OAuth stands for Open Authorization. It’s a free and open protocol based on Open Web Foundation IETF standards and licenses. It enables users to share with a third party their private resources while keeping their own credentials confidential. Photos, images, contact lists, location and billing capabilities, and so on maybe these tools, and they are typically stored with another service provider. OAuth does this by issuing a token to the requesting (client) applications until the user approves access.
What is OAuth2.0?
OAuth 2.0 is the industry-standard authorization protocol. OAuth 2.0 focuses on the versatility of client developers by supplying web apps, desktop applications, cell phones, and living room devices with unique authorization flows.
OAuth adds a layer of authorization and distinguishes the client’s function from that of the owner of the resource. In OAuth, the client demands access to resources managed by the owner of the resource and hosted by the resource server, and a token set other than that of the owner of the resource is given. Instead of using the credentials of the resource owner to access protected services, the client obtains an access token-a string denoting a particular distance, lifetime, and other attributes of access.
The different terminologies used in OAuth2.0:
- Resource owner- The person who authorizes an application to access their account is the resource owner. The access of the application to the user’s account is limited to the scope of the permission given (e.g., read or write access).
- Client- The client is the program that will attempt to access the account of the user. Before accessing the account, it needs to be approved by the user. For instance, a client application may present a login page to the user to obtain an access token to access a specific resource.
- Authorization Server- The authorization server validates user credentials and uses an authorization code to redirect the user back to the client. To validate its identity, the client communicates with the authorization server and exchanges the code for an access token.
- Resource server- A resource server is a resource-protected access server. This handles authenticated requests from an app that has a token of access.
- Scope- This defines the access level that the application demands from the client.
- Consent- The consent screen shows the users you are requesting access to their information and what kind of information you are requesting access to.
Grant types used in OAuth2 protocol:
- Authorization Code Grant- this is the most widely used grant type.

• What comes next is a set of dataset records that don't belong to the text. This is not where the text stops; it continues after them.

use super::candidates::cmd_candidates;
use super::config::cmd_config;
use super::env::CliArgs;
use super::heal::cmd_heal;
use super::history::cmd_history;
use super::selectors::cmd_selectors;
use crate::cli::commands::Commands;
use crate::cli::context::CliContext;
use anyhow::Result;

pub async fn dispatch(cli: &CliArgs, ctx: &CliContext) -> Result<()> {
    match cli.command.clone() {
        Commands::Heal(args) => cmd_heal(args, ctx).await,
        Commands::Candidates(args) => cmd_candidates(args, ctx).await,
        Commands::Selectors(args) => cmd_selectors(args, ctx).await,
        Commands::History(args) => cmd_history(args, ctx).await,
        Commands::Config(args) => cmd_config(args, ctx).await,
    }
}
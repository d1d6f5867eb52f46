use clap::Subcommand;

use super::candidates::CandidatesArgs;
use super::config::ConfigArgs;
use super::heal::HealArgs;
use super::history::HistoryArgs;
use super::selectors::SelectorsArgs;

#[derive(Subcommand, Clone)]
pub enum Commands {
    /// Propose replacement locators for a locator that stopped matching
    Heal(HealArgs),

    /// List every candidate for the baseline element with its score
    Candidates(CandidatesArgs),

    /// Synthesize locators for the element with a given id
    Selectors(SelectorsArgs),

    /// Inspect or edit the healing history
    History(HistoryArgs),

    /// Manage selector-heal configuration
    Config(ConfigArgs),
}
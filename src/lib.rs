//! selector-heal library
//!
//! Exposes config, snapshot IO and report rendering for the binary and for
//! integration testing

pub mod config;
pub mod errors;
pub mod report;
pub mod snapshot_io;

pub use config::{AppConfig, ConfigOverrides};
pub use errors::AppError;
pub use report::OutputFormat;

- Resource Owner Credentials Grant- In cases where the resource owner has a trust relationship with the client, such as a highly privileged application, the resource owner’s password credentials grant form is sufficient. When allowing this grant form, the authorization server should take special care and only allow it when other flows are not viable.
- Client Credentials Grant- The client can request an access token using his/her client credentials through this flow. These are again of two types:
- Confidential- Clients capable of maintaining the confidentiality of their credentials. Confidential clients are implemented on a secure server with restricted access to the client credentials (e.g., a web application running on a web server).
- Public- Clients incapable of maintaining the confidentiality of their credentials (e.g. an installed native application or a web browser-based application), and incapable of secure client authentication via any other means.
- Refresh Token Grant- These grants respond with a refresh token which enables the client to refresh the access token.
That’s it! Now, you have got a pretty clear idea about the basics of OAUTH2.0 . You can now start implementing OAuth flow in your application.